Segment Open

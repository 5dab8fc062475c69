//! `prledger add-manual-edit`: annotate a record with a human-made diff.

use super::{Context, Outcome, PrArgs, check, emit_outcome, open_ledger, read_input, record_id};
use anyhow::Result;
use chrono::Utc;
use clap::Args;
use prledger_core::lifecycle::{self, Operation};
use prledger_core::model::{EditType, ManualEdit};
use std::path::PathBuf;

#[derive(Args, Debug)]
pub struct AddManualEditArgs {
    #[command(flatten)]
    pub pr: PrArgs,

    /// File holding the diff of the manual edit.
    #[arg(short = 'd', long, value_name = "PATH")]
    pub diff_file: PathBuf,

    /// Why the edit was needed.
    #[arg(short = 'e', long)]
    pub edit_reason: String,

    /// When the edit was made: before_open_pr or after_open_pr.
    #[arg(short = 't', long, default_value = "after_open_pr")]
    pub edit_type: String,
}

/// Execute `prledger add-manual-edit`. Never contacts GitHub.
///
/// # Errors
///
/// Returns `RecordNotFound` if the PR is not in the ledger, or an error if
/// the diff cannot be read, the edit is invalid, or the write fails.
pub fn run_add_manual_edit(args: &AddManualEditArgs, ctx: &Context<'_>) -> Result<()> {
    let id = record_id(ctx.output, &args.pr)?;
    let edit_type = check(ctx.output, args.edit_type.parse::<EditType>())?;

    let config = ctx.resolve_config(args.pr.prs_json_file.as_deref())?;
    let ledger = open_ledger(ctx.output, &config)?;
    check(
        ctx.output,
        lifecycle::check_precondition(ledger.store(), &id, Operation::AddManualEdit),
    )?;

    let diff = read_input(ctx.output, &args.diff_file, "diff file")?;
    let edit = ManualEdit {
        edit_type,
        reason: args.edit_reason.clone(),
        diff,
    };
    let record = check(
        ctx.output,
        lifecycle::append_manual_edit(ledger.store(), &id, edit, Utc::now()),
    )?;

    let outcome = Outcome::new(Operation::AddManualEdit, &id, ledger.path(), &record);
    check(ctx.output, ledger.commit(id, record))?;
    emit_outcome(ctx, &outcome)
}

Segment Closed

• WORK INSTRUCTION
Each line from the first line of the listing through the line containing "#[arg(short = 't', long, default_value" must be set down exactly; no other line belongs in the answer.

• WRITTEN ANSWER
repository 5dab8fc062475c69
//! `prledger add-manual-edit`: annotate a record with a human-made diff.

use super::{Context, Outcome, PrArgs, check, emit_outcome, open_ledger, read_input, record_id};
use anyhow::Result;
use chrono::Utc;
use clap::Args;
use prledger_core::lifecycle::{self, Operation};
use prledger_core::model::{EditType, ManualEdit};
use std::path::PathBuf;

#[derive(Args, Debug)]
pub struct AddManualEditArgs {
    #[command(flatten)]
    pub pr: PrArgs,

    /// File holding the diff of the manual edit.
    #[arg(short = 'd', long, value_name = "PATH")]
    pub diff_file: PathBuf,

    /// Why the edit was needed.
    #[arg(short = 'e', long)]
    pub edit_reason: String,

    /// When the edit was made: before_open_pr or after_open_pr.
    #[arg(short = 't', long, default_value = "after_open_pr")]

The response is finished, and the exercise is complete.